Fig. 2: Mouse immunogenicity.

We injected BALB/c mice (n = 8) intramuscularly with a single dose of one of the BNT162b vaccine candidates or a buffer control. Geometric means of each group ± 95% confidence interval are shown. Day-28 P values compared to control (multiple comparison of mixed-effect analysis using Dunnett’s multiple comparisons test) for the single time points and groups are provided in a, b. a, Levels of RBD-specific IgG in sera of mice immunized using 5 μg of BNT162b1 or BNT162b2, determined by enzyme-linked immunosorbent assay (ELISA). For day-0 values, a prescreening of randomly selected mice was performed (n = 4). Extended Data Figure 3a, b shows IgG levels with lower BNT162b doses and sera testing for detection of S1. b, Pseudovirus-based VSV-SARS-CoV-2 50% neutralization titres (pVNT₅₀) in sera of mice immunized using BNT162b1 (left) or BNT162b2 (right). Extended Data Figure 3g–i provides the number of infected cells per well with serum samples drawn 28 d after injection and titre correlation to a SARS-CoV-2 virus neutralization assay. For cellular response analysis in c, d, splenocytes of BALB/c mice (n = 8, unless stated otherwise) injected intramuscularly with BNT162b1 (green) or BNT162b2 (pink) were restimulated ex vivo with full-length S peptide mix or cell culture medium. Symbols represent individual mice. Heights of bars indicate the mean.
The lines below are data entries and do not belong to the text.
//! # Event Dispatcher
//!
//! Turns inbound text frames for one connection into session operations.
//!
//! ## Per-connection ordering:
//! The WebSocket actor never touches a session directly. It forwards every
//! text frame (and finally the reason it stopped) into an unbounded inbox,
//! and a single [`EventDispatcher::run`] task drains that inbox in order.
//! That gives each connection exactly one place where its session is
//! mutated, so chunks are written in arrival order and a video encode
//! that takes seconds only delays this connection's queue.
//!
//! ## Error policy:
//! Nothing a client sends can end the connection. Malformed JSON, unknown
//! `eventType`s, bad base64, and chunks for a session that is no longer
//! open are all logged and counted as rejected messages.

use crate::protocol::{decode_chunk, parse_inbound, ClientEvent, Inbound, MediaSourceType, ServerEvent};
use crate::session::{Session, SessionError, SessionSettings, TeardownOutcome, TeardownTrigger};
use crate::state::AppState;
use std::sync::Arc;
use tokio::sync::mpsc;
use tracing::{debug, info, warn};

/// What the connection actor feeds the dispatcher.
#[derive(Debug)]
pub enum ConnectionInput {
    /// One inbound text frame
    Text(String),
    /// The transport is gone; this is the last input
    Terminated(TeardownTrigger),
}

/// Whether the session is still accepting work after a message.
#[derive(Debug, Clone, Copy, PartialEq, Eq)]
pub enum Dispatch {
    Continue,
    Closed,
}

pub struct EventDispatcher {
    state: AppState,
    session_id: String,
}

impl EventDispatcher {
    /// Register a fresh session for a new connection.
    ///
    /// The id is a random v4 UUID, so it is unique per connection. Fails
    /// with [`SessionError::LimitReached`] when the registry is full.
    pub fn open(
        state: AppState,
        outbound: mpsc::UnboundedSender<ServerEvent>,
    ) -> Result<Self, SessionError> {
        let session_id = uuid::Uuid::new_v4().to_string();
        let settings = SessionSettings::from_config(&state.get_config());
        let bridge = state.bridge.clone();

        let created = state.registry.get_or_create(&session_id, || {
            Session::new(session_id.clone(), settings, bridge, outbound)
        });
        if let Err(err) = created {
            state.record_session_rejected();
            return Err(err);
        }

        state.record_session_opened();
        info!(session_id = %session_id, "Session opened");
        Ok(Self { state, session_id })
    }

    pub fn session_id(&self) -> &str {
        &self.session_id
    }

    fn session(&self) -> Option<Arc<Session>> {
        self.state.registry.get(&self.session_id)
    }

    fn reject(&self, reason: &str) {
        self.state.record_rejected_message();
        warn!(session_id = %self.session_id, "Dropped message: {}", reason);
    }

    /// Handle one inbound text frame.
    pub async fn handle_text(&self, text: &str) -> Dispatch {
        let event = match parse_inbound(text) {
            Ok(Inbound::Event(event)) => event,
            Ok(Inbound::Unrecognized(event_type)) => {
                self.state.record_rejected_message();
                warn!(session_id = %self.session_id, event_type = %event_type, "Unrecognized event type");
                return Dispatch::Continue;
            }
            Err(err) => {
                self.reject(&err.to_string());
                return Dispatch::Continue;
            }
        };

        match event {
            ClientEvent::Connect { id } => {
                info!(session_id = %self.session_id, space = %id, "Client connected to space");
                Dispatch::Continue
            }
            ClientEvent::Stream {
                media_source_type,
                encoded_media_chunk,
            } => {
                self.handle_stream(media_source_type, &encoded_media_chunk).await;
                Dispatch::Continue
            }
            ClientEvent::RequestAudioStreamPlayback => {
                self.handle_playback_request().await;
                Dispatch::Continue
            }
            ClientEvent::Close => {
                self.teardown(TeardownTrigger::CloseEvent).await;
                Dispatch::Closed
            }
        }
    }

    async fn handle_stream(&self, kind: MediaSourceType, encoded: &str) {
        let chunk = match decode_chunk(encoded) {
            Ok(chunk) => chunk,
            Err(err) => {
                self.reject(&err.to_string());
                return;
            }
        };

        let Some(session) = self.session() else {
            self.reject(&format!("{} chunk for a session that has already closed", kind));
            return;
        };

        match session.write_chunk(kind, &chunk).await {
            Ok(()) => {
                debug!(session_id = %self.session_id, media = %kind, bytes = chunk.len(), "Chunk written");
            }
            Err(SessionError::NotOpen(stage)) => {
                self.reject(&format!("{} chunk while session is {}", kind, stage));
            }
            Err(err) => {
                // The recorder stays in place; the next chunk is tried again
                self.state.record_rejected_message();
                warn!(session_id = %self.session_id, media = %kind, "Failed to record chunk: {}", err);
            }
        }
    }

    async fn handle_playback_request(&self) {
        let Some(session) = self.session() else {
            self.reject("playback requested for a session that has already closed");
            return;
        };

        match session.start_playback().await {
            Ok(()) => self.state.record_playback_started(),
            Err(SessionError::Codec(err)) => {
                warn!(session_id = %self.session_id, "Playback could not start: {}", err);
            }
            Err(err) => {
                self.reject(&format!("playback request refused: {}", err));
            }
        }
    }

    /// Tear the session down and drop it from the registry.
    ///
    /// Safe to call any number of times; only the first call does work.
    pub async fn teardown(&self, trigger: TeardownTrigger) {
        match self.state.registry.teardown(&self.session_id, trigger).await {
            Some(TeardownOutcome::Closed(report)) => self.state.record_teardown(&report),
            Some(TeardownOutcome::Absorbed) | None => {
                debug!(session_id = %self.session_id, %trigger, "Teardown trigger absorbed");
            }
        }
    }

    /// Drain the connection inbox until the transport terminates.
    ///
    /// A closed inbox without an explicit `Terminated` is treated as a
    /// normal transport close, so a session is never left behind.
    pub async fn run(self, mut inbox: mpsc::UnboundedReceiver<ConnectionInput>) {
        while let Some(input) = inbox.recv().await {
            match input {
                ConnectionInput::Text(text) => {
                    self.handle_text(&text).await;
                }
                ConnectionInput::Terminated(trigger) => {
                    self.teardown(trigger).await;
                    return;
                }
            }
        }
        self.teardown(TeardownTrigger::TransportClosed).await;
    }
}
P values compare immunized groups with the control (parametric, two-tailed paired t-test). c, IFNγ ELISpot of splenocytes 12 d after injection with 5 μg of one of the BNT162b vaccines. d, Cytokine production by splenocytes 28 d after injection with 0.2 μg BNT162b1 or 1 μg BNT162b2, determined by bead-based multiplex analysis (BNT162b2: n = 7 for IL-4, IL-5 and IL-13, one outlier removed by the ROUT method (Q = 1%) for the S peptide stimulated samples).